The Truth Behind the Five-Second Rule Revealed

Step away from the cookie.

Throughout our lives, we are dogged by a question that challenges our perceptions of time and space: Is it safe to eat food you’ve dropped if you pick it up quickly enough?

The good old five-second rule. It’s been the subject of household debates and innumerable science fair projects, with some claiming it’s real and others denouncing it as bunk. And now this famous rule of thumb is in the headlines again, with a new study putting it to a yet more rigorous test.

Why hasn’t science solved what seems like a simple question—or has it?

The new experiments, reported in the journal Applied and Environmental Microbiology, show that the five-second rule is really no rule at all. True, the longer food sat on a bacteria-coated surface, the more bacteria glommed onto it—but plenty of bacteria was picked up as soon as the tasty edibles hit the ground.

The bigger culprit here is not time but moisture. Wet food (watermelon in this case) picked up more bacteria than drier food, like bread or gummy candy. Carpeted surfaces transferred fewer bacteria to food than did tile or stainless steel, since it soaked up the bacterial solution the scientists applied. (But no, the scientists say, that doesn’t mean you should trade in your dishware for throw rugs.)

All of that is pretty intuitive, so why did we need a fancy experiment with more than 2,500 measurements of bacterial transfer rates?

Well, for starters, a lot of other folks are getting it wrong, says food scientist Donald Shaffner of Rutgers University, who conducted the study with his student Robyn Miranda. Amateur scientific studies and televised “investigations” have confused the issue by relying on experiments that don’t pass scientific muster.

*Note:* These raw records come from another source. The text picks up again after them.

use std::path::Path;
use anyhow::Context;

use crate::{Error, Result};
use crate::raw::solomon::*;
use super::ParseInstance;
use super::common::*;

const TABLE: &str = "solomon";

#[derive(Debug, Copy, Clone)]
pub struct SolomonFmt<P>(pub P);

/// Benchmark text already in memory.
#[derive(Debug, Copy, Clone)]
pub struct SolomonStr<'a>(pub &'a str);

impl<P: AsRef<Path>> ParseInstance<SolomonFmt<P>> for Solomon {
  fn parse(path: SolomonFmt<P>) -> Result<Solomon> {
    let path = path.0.as_ref();
    let data = std::fs::read_to_string(path).with_context(|| format!("failed to read {:?}", path))?;
    Solomon::parse(SolomonStr(&data))
  }
}

impl<'a> ParseInstance<SolomonStr<'a>> for Solomon {
  fn parse(input: SolomonStr<'a>) -> Result<Solomon> {
    let mut lines = input.0.lines().enumerate().map(|(k, l)| (k + 1, l.trim()));
    let name = lines.next().map(|(_, l)| l.to_string()).unwrap_or_default();

    skip_past(&mut lines, "VEHICLE")?;
    lines.next(); // NUMBER CAPACITY
    let (line, l) = lines.by_ref()
      .find(|(_, l)| !l.is_empty())
      .ok_or(Error::UnrecognizedSection { keyword: "VEHICLE" })?;
    let row = Row::new(TABLE, line, l);
    row.require(2)?;
    let fleet_size = row.parse(0, "vehicle number", usize_)?;
    let capacity = row.parse(1, "vehicle capacity", decimal)?;

    skip_past(&mut lines, "CUSTOMER")?;
    lines.next(); // CUST NO. XCOORD. ...
    let mut customers = Vec::new();
    for (line, l) in lines.filter(|(_, l)| !l.is_empty()) {
      let row = Row::new(TABLE, line, l);
      row.require(7)?;
      customers.push(SolomonRow {
        id: row.parse(0, "customer number", u32_)?,
        x: row.parse(1, "x coordinate", decimal)?,
        y: row.parse(2, "y coordinate", decimal)?,
        demand: row.parse(3, "demand", u32_)? as f64,
        ready_time: row.parse(4, "ready time", u32_)?,
        due_time: row.parse(5, "due date", u32_)?,
        service_time: row.parse(6, "service time", u32_)?,
      });
    }

    Ok(Solomon { name, fleet_size, capacity, customers })
  }
}

/// Consume lines up to and including the one equal to `keyword`.
/// Running out of lines is an error rather than an endless wait.
fn skip_past<'a>(lines: &mut impl Iterator<Item=(usize, &'a str)>, keyword: &'static str) -> Result<(), Error> {
  if lines.any(|(_, l)| l == keyword) {
    Ok(())
  } else {
    Err(Error::UnrecognizedSection { keyword })
  }
}


#[cfg(test)]
mod tests {
  use super::*;

  pub const C101_HEAD: &str = "C101

VEHICLE
NUMBER     CAPACITY
  25         200

CUSTOMER
CUST NO.  XCOORD.   YCOORD.    DEMAND   READY TIME  DUE DATE   SERVICE   TIME

    0      40         50          0          0       1236          0
    1      45         68         10        912        967         90
    2      45         70         30        825        870         90
";

  #[test]
  fn c101_head() -> Result<()> {
    let s = Solomon::parse(SolomonStr(C101_HEAD))?;
    assert_eq!(s.name, "C101");
    assert_eq!(s.fleet_size, 25);
    assert_eq!(s.capacity, 200.0);
    assert_eq!(s.customers.len(), 3);
    assert_eq!(s.customers[1], SolomonRow {
      id: 1,
      x: 45.0,
      y: 68.0,
      demand: 10.0,
      ready_time: 912,
      due_time: 967,
      service_time: 90,
    });
    Ok(())
  }

  fn missing_keyword(text: &str) -> &'static str {
    let err = Solomon::parse(SolomonStr(text)).unwrap_err();
    match err.downcast_ref::<Error>() {
      Some(Error::UnrecognizedSection { keyword }) => *keyword,
      other => panic!("unexpected error: {:?}", other),
    }
  }

  #[test]
  fn missing_sections_terminate() {
    assert_eq!(missing_keyword("C101\n\nNUMBER CAPACITY\n25 200\n"), "VEHICLE");
    assert_eq!(missing_keyword("C101\nVEHICLE\nNUMBER CAPACITY\n25 200\n\n0 40 50 0 0 1236 0\n"), "CUSTOMER");
    assert_eq!(missing_keyword(""), "VEHICLE");
  }

  #[test]
  fn short_customer_row() {
    let text = C101_HEAD.replace("    2      45         70         30        825        870         90", "2 45 70 30");
    let err = Solomon::parse(SolomonStr(&text)).unwrap_err();
    match err.downcast_ref::<Error>() {
      Some(Error::MalformedRow { line: 12, .. }) => {},
      other => panic!("unexpected error: {:?}", other),
    }
  }

  #[test]
  fn read_from_file() -> Result<()> {
    let dir = tempfile::tempdir()?;
    let path = dir.path().join("C101.txt");
    std::fs::write(&path, C101_HEAD)?;
    assert_eq!(Solomon::parse(SolomonFmt(&path))?.customers.len(), 3);
    assert!(Solomon::parse(SolomonFmt(dir.path().join("missing.txt"))).is_err());
    Ok(())
  }
}
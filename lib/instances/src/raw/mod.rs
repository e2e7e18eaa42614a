pub mod legacy;
pub mod solomon;

use std::borrow::Cow;
use crate::dialect::ConvertOptions;

/// Minutes since midnight (or benchmark time units).
pub type Time = u32;
pub type Cost = f64;
pub type Quantity = f64;
pub type Duration = f64;
/// Identifier as it appears in the raw source.
pub type ExtId = u32;

pub trait FromRaw<T> where Self: Sized {
  type Dialect;

  fn from_raw(raw: T, id: Cow<str>, dialect: &Self::Dialect, opt: &ConvertOptions) -> crate::Result<Self>;
}


pub(crate) mod metrics {
  use num_traits::{AsPrimitive, Num};
  use crate::canonical::SquareMatrix;

  pub trait Metric {
    const SYM: bool = false;

    fn compute<T: Num + AsPrimitive<f64>>(p1: (T, T), p2: (T, T)) -> f64;
  }


  pub struct Euclidean();

  impl Metric for Euclidean {
    const SYM: bool = true;

    fn compute<T: Num + AsPrimitive<f64>>(p1: (T, T), p2: (T, T)) -> f64 {
      let a = p1.0.as_() - p2.0.as_();
      let b = p1.1.as_() - p2.1.as_();
      (a*a + b*b).sqrt()
    }
  }

  /// Compute the distance-matrix for the given coordinates
  #[inline]
  pub fn dist_matrix<M, T>(_metric: M, coords: &[(T, T)]) -> SquareMatrix<f64>
    where
      M: Metric,
      T: Num + AsPrimitive<f64>
  {
    dist_matrix_pp(_metric, coords, |x| x)
  }

  /// Like [`dist_matrix`], but allows a post-processing function to be supplied.
  pub fn dist_matrix_pp<M, T, S>(_metric: M, coords: &[(T, T)], func: impl Fn(f64) -> S) -> SquareMatrix<S>
    where
      M: Metric,
      T: Num + AsPrimitive<f64>,
      S: Copy + Default
  {
    let n = coords.len();
    let mut matrix = SquareMatrix::filled(n, S::default());
    if M::SYM {
      for i in 0..n {
        let p1 = coords[i];
        for j in (i+1)..n {
          let p2 = coords[j];
          let d = func(M::compute(p1, p2));
          matrix.set(i, j, d);
          matrix.set(j, i, d);
        }
        let d = func(M::compute(p1, p1));
        matrix.set(i, i, d);
      }
    } else {
      for i in 0..n {
        let p1 = coords[i];
        for j in 0..n {
          let p2 = coords[j];
          matrix.set(i, j, func(M::compute(p1, p2)));
        }
      }
    }

    matrix
  }

  #[cfg(test)]
  mod tests {
    use super::*;

    #[test]
    fn three_four_five() {
      let m = dist_matrix(Euclidean(), &[(0.0, 0.0), (3.0, 4.0), (-3.0, 0.5)]);
      assert_eq!(m.dim(), 3);
      assert_eq!(m.get(0, 1), 5.0);
      assert_eq!(m.get(1, 0), 5.0);
      assert_eq!(m.get(2, 2), 0.0);
    }

    #[test]
    fn truncated_times() {
      let m = dist_matrix_pp(Euclidean(), &[(0, 0), (1, 1), (2, 2)], |d| d.trunc() as u32);
      assert_eq!(m.get(0, 1), 1);
      assert_eq!(m.get(0, 2), 2);
      assert_eq!(m.get(2, 1), 1);
    }
  }
}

In fact, to date there has been only one other rigorous inquiry into the five-second rule: a peer-reviewed study by Paul Dawson, a food scientist at Clemson University, in 2007. Dawson and colleagues likewise reported that food can pick up bacteria immediately on contact with a surface—but that study focused more on how long bacteria could survive on surfaces to contaminate food. Shaffner’s team decided to test a more robust variety of food under more diverse conditions.

So, if science has debunked the five-second rule, does that mean it’s unsafe to eat food that has hit the floor? That depends on the surface and what kind of bacteria you might pick up. “If you’re in a hospital and you drop something, you probably don’t want to eat it,” Dawson says. Likewise, you certainly wouldn’t want to pick up Salmonella from a kitchen floor covered in chicken juice.

But in most cases, eating a cookie that has picked up a little dust and floor bacteria is not likely to harm someone with a healthy immune system. “Ninety-nine percent of the time, it’s probably safe,” he says. Practicing good sanitation by keeping floors and surfaces clean is the most important lesson in all of this.

Still, the five-second rule will likely endure. “People really want this to be true,” Shaffner says. “Everybody does this; we all eat food off the floor.”

Perhaps the value of the five-second rule (or the three-second rule, if you’re more uptight) lies more in psychology than microbiology. If nothing else, having a rule provides a socially acceptable excuse for our unsavory behavior. Just holler "Five-second rule!" before picking a cookie off the floor and popping it into your mouth, and everyone can have a good laugh. It’s a bit like calling shotgun before elbowing your way into the front passenger seat.

And that leaves us with another way to decide whether to eat that jelly bean you dropped: Just see if anyone’s looking.